Which lines run from the line with "use std::env;" through the line with "const CONFIG_DIR_NAME: &str" in the entries below? Print them exactly, both ends included, and nothing more.

··· Data

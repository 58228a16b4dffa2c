use std::env;
use std::fs;
use std::path::{Path, PathBuf};

use anyhow::{Context, Result, anyhow};
use log::debug;

use crate::config::{DogearConfig, load_config};
use crate::storage::{BookmarkFile, DEFAULT_STORE_FILENAME};

pub const STORE_ENV: &str = "DOGEAR_STORE";
pub const CONFIG_ENV: &str = "DOGEAR_CONFIG";
pub const RECENT_LIMIT_ENV: &str = "DOGEAR_RECENT_LIMIT";

const CONFIG_DIR_NAME: &str = "dogear";
const CONFIG_FILENAME: &str = "config.toml";

#[derive(Debug, Clone, Copy, PartialEq, Eq)]
pub enum ValueSource {
    Flag,
    Env,
    Config,
    Default,
}

impl ValueSource {
    pub fn as_str(self) -> &'static str {
        match self {
            Self::Flag => "flag",
            Self::Env => "env",
            Self::Config => "config",
            Self::Default => "default",
        }
    }
}

#[derive(Debug, Clone, Default)]
pub struct PathOverrides {
    pub store: Option<PathBuf>,
    pub config: Option<PathBuf>,
}

/// Process facts path resolution draws on. `cwd` is `None` when the working
/// directory has been removed or is otherwise unreadable; only relative paths
/// and `current_directory` need it.
#[derive(Debug, Clone)]
pub struct ResolutionContext {
    pub cwd: Option<PathBuf>,
    pub home_dir: Option<PathBuf>,
    pub config_dir: Option<PathBuf>,
}

impl ResolutionContext {
    pub fn from_process() -> Self {
        let cwd = env::current_dir()
            .inspect_err(|error| debug!("current directory unavailable: {error}"))
            .ok();
        Self {
            cwd,
            home_dir: dirs::home_dir(),
            config_dir: dirs::config_dir(),
        }
    }

    fn cwd(&self) -> Result<&Path> {
        self.cwd
            .as_deref()
            .ok_or_else(|| anyhow!("failed to read current directory"))
    }
}

#[derive(Debug, Clone)]
pub struct ResolvedRuntime {
    pub store_path: PathBuf,
    pub config_path: Option<PathBuf>,
    pub recent_limit: usize,
    pub store_source: ValueSource,
    pub config_source: ValueSource,
    pub recent_source: ValueSource,
}

impl ResolvedRuntime {
    pub fn bookmark_file(&self) -> BookmarkFile {
        BookmarkFile::new(&self.store_path)
    }

    pub fn diagnostics(&self) -> String {
        format!(
            "store_path={} ({})\nconfig_path={} ({})\nrecent_limit={} ({})",
            normalize_for_display(&self.store_path),
            self.store_source.as_str(),
            self.config_path
                .as_deref()
                .map(normalize_for_display)
                .unwrap_or_else(|| "<none>".to_string()),
            self.config_source.as_str(),
            self.recent_limit,
            self.recent_source.as_str(),
        )
    }
}

pub fn resolve_runtime(
    context: &ResolutionContext,
    overrides: &PathOverrides,
) -> Result<ResolvedRuntime> {
    resolve_runtime_with_lookup(context, overrides, |key| env::var(key).ok())
}

/// Config file location: flag > `DOGEAR_CONFIG` > `<config_dir>/dogear/config.toml`.
pub fn resolve_config_path(
    context: &ResolutionContext,
    overrides: &PathOverrides,
) -> Result<(Option<PathBuf>, ValueSource)> {
    resolve_config_path_with_lookup(context, overrides, &|key| env::var(key).ok())
}

fn resolve_config_path_with_lookup<F>(
    context: &ResolutionContext,
    overrides: &PathOverrides,
    lookup_env: &F,
) -> Result<(Option<PathBuf>, ValueSource)>
where
    F: Fn(&str) -> Option<String>,
{
    Ok(if let Some(path) = overrides.config.as_deref() {
        (Some(absolutize(path, context)?), ValueSource::Flag)
    } else if let Some(value) = non_empty(lookup_env(CONFIG_ENV)) {
        (
            Some(absolutize(Path::new(&value), context)?),
            ValueSource::Env,
        )
    } else {
        (
            context
                .config_dir
                .as_ref()
                .map(|dir| dir.join(CONFIG_DIR_NAME).join(CONFIG_FILENAME)),
            ValueSource::Default,
        )
    })
}

fn resolve_runtime_with_lookup<F>(
    context: &ResolutionContext,
    overrides: &PathOverrides,
    lookup_env: F,
) -> Result<ResolvedRuntime>
where
    F: Fn(&str) -> Option<String>,
{
    let (config_path, config_source) =
        resolve_config_path_with_lookup(context, overrides, &lookup_env)?;
    let config = match config_path.as_deref() {
        Some(path) => load_config(path)?,
        None => DogearConfig::default(),
    };

    let (store_path, store_source) = if let Some(path) = overrides.store.as_deref() {
        (absolutize(path, context)?, ValueSource::Flag)
    } else if let Some(value) = non_empty(lookup_env(STORE_ENV)) {
        (
            absolutize(Path::new(&value), context)?,
            ValueSource::Env,
        )
    } else if let Some(path) = config.store_path(context.home_dir.as_deref())? {
        (absolutize(&path, context)?, ValueSource::Config)
    } else {
        let home = context
            .home_dir
            .as_ref()
            .ok_or_else(|| anyhow!("failed to locate home directory for the bookmark store"))?;
        (home.join(DEFAULT_STORE_FILENAME), ValueSource::Default)
    };

    let (recent_limit, recent_source) = if let Some(value) = non_empty(lookup_env(RECENT_LIMIT_ENV))
    {
        let limit = value
            .parse::<usize>()
            .with_context(|| format!("{RECENT_LIMIT_ENV} must be a whole number, got `{value}`"))?;
        (limit, ValueSource::Env)
    } else if config.recent.limit.is_some() {
        (config.recent_limit(), ValueSource::Config)
    } else {
        (config.recent_limit(), ValueSource::Default)
    };

    Ok(ResolvedRuntime {
        store_path,
        config_path,
        recent_limit,
        store_source,
        config_source,
        recent_source,
    })
}

/// The directory bookmarks are recorded against. `$PWD` wins when it names the
/// same directory as the process cwd, so symlinked spellings survive.
pub fn current_directory(context: &ResolutionContext) -> Result<String> {
    current_directory_with_lookup(context, |key| env::var(key).ok())
}

fn current_directory_with_lookup<F>(context: &ResolutionContext, lookup_env: F) -> Result<String>
where
    F: Fn(&str) -> Option<String>,
{
    let cwd = context.cwd()?;
    let logical = non_empty(lookup_env("PWD"))
        .map(|pwd| Path::new(&pwd).components().collect::<PathBuf>())
        .filter(|pwd| pwd.is_absolute() && same_directory(pwd, cwd));
    let directory = logical.unwrap_or_else(|| cwd.to_path_buf());
    directory.into_os_string().into_string().map_err(|raw| {
        anyhow!(
            "current directory is not valid UTF-8: {}",
            raw.to_string_lossy()
        )
    })
}

fn same_directory(left: &Path, right: &Path) -> bool {
    match (fs::canonicalize(left), fs::canonicalize(right)) {
        (Ok(left), Ok(right)) => left == right,
        _ => false,
    }
}

fn non_empty(value: Option<String>) -> Option<String> {
    value
        .map(|value| value.trim().to_string())
        .filter(|value| !value.is_empty())
}

fn absolutize(path: &Path, context: &ResolutionContext) -> Result<PathBuf> {
    if path.is_absolute() {
        return Ok(path.to_path_buf());
    }
    let cwd = context
        .cwd()
        .with_context(|| format!("cannot resolve relative path {}", path.display()))?;
    Ok(cwd.join(path))
}

fn normalize_for_display(path: &Path) -> String {
    path.to_string_lossy().replace('\\', "/")
}
pub const MAX_NAME_LEN: usize = 40;

/// Bookmark names are 1-40 characters of `[A-Za-z0-9_.-]`.
pub fn is_valid_name(name: &str) -> bool {
    (1..=MAX_NAME_LEN).contains(&name.len()) && name.chars().all(is_valid_name_char)
}

fn is_valid_name_char(ch: char) -> bool {
    ch.is_ascii_alphanumeric() || matches!(ch, '_' | '-' | '.')
}

pub fn invalid_name_message(name: &str) -> String {
    format!(
        "Invalid bookmark name: {name}\n\n\
         Valid bookmark names must have 1-{MAX_NAME_LEN} characters\n\
         and can only contain the following:\n   \
         [a-zA-Z0-9] alphanumeric characters\n   \
         [_.-] underscores, periods, and dashes"
    )
}
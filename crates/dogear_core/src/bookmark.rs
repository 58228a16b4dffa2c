use std::fmt;

#[derive(Debug, Clone, PartialEq, Eq)]
pub struct Bookmark {
    pub name: String,
    pub path: String,
}

impl Bookmark {
    pub fn new(name: impl Into<String>, path: impl Into<String>) -> Self {
        Self {
            name: name.into(),
            path: path.into(),
        }
    }
}

impl fmt::Display for Bookmark {
    fn fmt(&self, f: &mut fmt::Formatter<'_>) -> fmt::Result {
        write!(f, "{} = {}", self.name, self.path)
    }
}

/// Bookmarks in recency order, most recently touched first.
///
/// Name and path uniqueness is kept by the commands that mutate the list,
/// not by the list itself.
#[derive(Debug, Clone, Default, PartialEq, Eq)]
pub struct BookmarkList {
    entries: Vec<Bookmark>,
}

impl BookmarkList {
    pub fn new() -> Self {
        Self::default()
    }

    pub fn len(&self) -> usize {
        self.entries.len()
    }

    pub fn is_empty(&self) -> bool {
        self.entries.is_empty()
    }

    pub fn iter(&self) -> impl Iterator<Item = &Bookmark> {
        self.entries.iter()
    }

    pub fn get(&self, index: usize) -> Option<&Bookmark> {
        self.entries.get(index)
    }

    pub fn get_mut(&mut self, index: usize) -> Option<&mut Bookmark> {
        self.entries.get_mut(index)
    }

    pub fn position<F>(&self, predicate: F) -> Option<usize>
    where
        F: Fn(&Bookmark) -> bool,
    {
        self.entries.iter().position(predicate)
    }

    pub fn position_by_name(&self, name: &str) -> Option<usize> {
        self.position(|bookmark| bookmark.name == name)
    }

    pub fn position_by_path(&self, path: &str) -> Option<usize> {
        self.position(|bookmark| bookmark.path == path)
    }

    pub fn find_by_name(&self, name: &str) -> Option<&Bookmark> {
        self.position_by_name(name).and_then(|index| self.get(index))
    }

    pub fn find_by_path(&self, path: &str) -> Option<&Bookmark> {
        self.position_by_path(path).and_then(|index| self.get(index))
    }

    /// Move the entry at `index` to the front. Returns `true` when the order changed.
    pub fn touch(&mut self, index: usize) -> bool {
        if index == 0 || index >= self.entries.len() {
            return false;
        }
        let bookmark = self.entries.remove(index);
        self.entries.insert(0, bookmark);
        true
    }

    pub fn insert_front(&mut self, bookmark: Bookmark) {
        self.entries.insert(0, bookmark);
    }

    pub fn remove(&mut self, index: usize) -> Option<Bookmark> {
        if index < self.entries.len() {
            Some(self.entries.remove(index))
        } else {
            None
        }
    }

    /// Drop every entry matching `predicate`, keeping the order of the rest.
    pub fn remove_where<F>(&mut self, mut predicate: F) -> Vec<Bookmark>
    where
        F: FnMut(&Bookmark) -> bool,
    {
        let mut removed = Vec::new();
        let mut kept = Vec::with_capacity(self.entries.len());
        for bookmark in self.entries.drain(..) {
            if predicate(&bookmark) {
                removed.push(bookmark);
            } else {
                kept.push(bookmark);
            }
        }
        self.entries = kept;
        removed
    }
}

impl FromIterator<Bookmark> for BookmarkList {
    fn from_iter<I: IntoIterator<Item = Bookmark>>(iter: I) -> Self {
        Self {
            entries: iter.into_iter().collect(),
        }
    }
}

impl<'a> IntoIterator for &'a BookmarkList {
    type Item = &'a Bookmark;
    type IntoIter = std::slice::Iter<'a, Bookmark>;

    fn into_iter(self) -> Self::IntoIter {
        self.entries.iter()
    }
}

#[cfg(test)]
mod tests {
    use super::{Bookmark, BookmarkList};

    fn sample() -> BookmarkList {
        [
            Bookmark::new("alpha", "/srv/alpha"),
            Bookmark::new("beta", "/srv/beta"),
            Bookmark::new("gamma", "/srv/gamma"),
        ]
        .into_iter()
        .collect()
    }

    fn names(list: &BookmarkList) -> Vec<&str> {
        list.iter().map(|bookmark| bookmark.name.as_str()).collect()
    }

    #[test]
    fn display_joins_name_and_path() {
        assert_eq!(Bookmark::new("proj", "/home/u/proj").to_string(), "proj = /home/u/proj");
    }

    #[test]
    fn lookups_match_exactly() {
        let list = sample();
        assert_eq!(list.position_by_name("beta"), Some(1));
        assert_eq!(list.position_by_name("Beta"), None);
        assert_eq!(
            list.find_by_path("/srv/gamma").map(|bookmark| bookmark.name.as_str()),
            Some("gamma")
        );
        assert!(list.find_by_path("/srv/gamma/").is_none());
        assert_eq!(
            list.find_by_name("alpha").map(|bookmark| bookmark.path.as_str()),
            Some("/srv/alpha")
        );
    }

    #[test]
    fn touch_moves_entry_to_front_and_reports_change() {
        let mut list = sample();
        assert!(list.touch(2));
        assert_eq!(names(&list), ["gamma", "alpha", "beta"]);
        assert!(!list.touch(0));
        assert!(!list.touch(9));
        assert_eq!(names(&list), ["gamma", "alpha", "beta"]);
    }

    #[test]
    fn insert_and_remove_preserve_relative_order() {
        let mut list = sample();
        list.insert_front(Bookmark::new("delta", "/srv/delta"));
        assert_eq!(names(&list), ["delta", "alpha", "beta", "gamma"]);

        let removed = list.remove(2).expect("remove beta");
        assert_eq!(removed.name, "beta");
        assert_eq!(names(&list), ["delta", "alpha", "gamma"]);
        assert!(list.remove(3).is_none());
    }

    #[test]
    fn remove_where_returns_dropped_entries() {
        let mut list = sample();
        let removed = list.remove_where(|bookmark| bookmark.name.starts_with('a') || bookmark.name == "gamma");
        assert_eq!(
            removed.iter().map(|bookmark| bookmark.name.as_str()).collect::<Vec<_>>(),
            ["alpha", "gamma"]
        );
        assert_eq!(names(&list), ["beta"]);
    }
}
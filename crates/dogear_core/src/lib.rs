pub mod bookmark;
pub mod codec;
pub mod commands;
pub mod config;
pub mod console;
pub mod name;
pub mod runtime;
pub mod storage;
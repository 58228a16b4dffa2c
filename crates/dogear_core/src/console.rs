use std::io::{self, BufRead, Write};

use anyhow::{Context, Result};

/// Where commands report to and read confirmations from.
pub trait Console {
    fn say(&mut self, message: &str);
    fn warn(&mut self, message: &str);
    /// Show `question` and block for one line of input. `None` at end of input.
    fn ask(&mut self, question: &str) -> Result<Option<String>>;
}

/// Standard output for reports, standard error for failures, standard input for answers.
#[derive(Debug, Default)]
pub struct StdConsole;

impl Console for StdConsole {
    fn say(&mut self, message: &str) {
        let mut stdout = io::stdout().lock();
        let _ = writeln!(stdout, "{message}");
    }

    fn warn(&mut self, message: &str) {
        let mut stderr = io::stderr().lock();
        let _ = writeln!(stderr, "{message}");
    }

    fn ask(&mut self, question: &str) -> Result<Option<String>> {
        let mut stdout = io::stdout().lock();
        write!(stdout, "{question}").context("failed to write prompt")?;
        stdout.flush().context("failed to flush prompt")?;
        drop(stdout);

        let mut line = String::new();
        let read = io::stdin()
            .lock()
            .read_line(&mut line)
            .context("failed to read answer from stdin")?;
        if read == 0 {
            return Ok(None);
        }
        Ok(Some(line.trim().to_string()))
    }
}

······

Solution to the exercise -
use std::env;
use std::fs;
use std::path::{Path, PathBuf};

use anyhow::{Context, Result, anyhow};
use log::debug;

use crate::config::{DogearConfig, load_config};
use crate::storage::{BookmarkFile, DEFAULT_STORE_FILENAME};

pub const STORE_ENV: &str = "DOGEAR_STORE";
pub const CONFIG_ENV: &str = "DOGEAR_CONFIG";
pub const RECENT_LIMIT_ENV: &str = "DOGEAR_RECENT_LIMIT";

const CONFIG_DIR_NAME: &str = "dogear";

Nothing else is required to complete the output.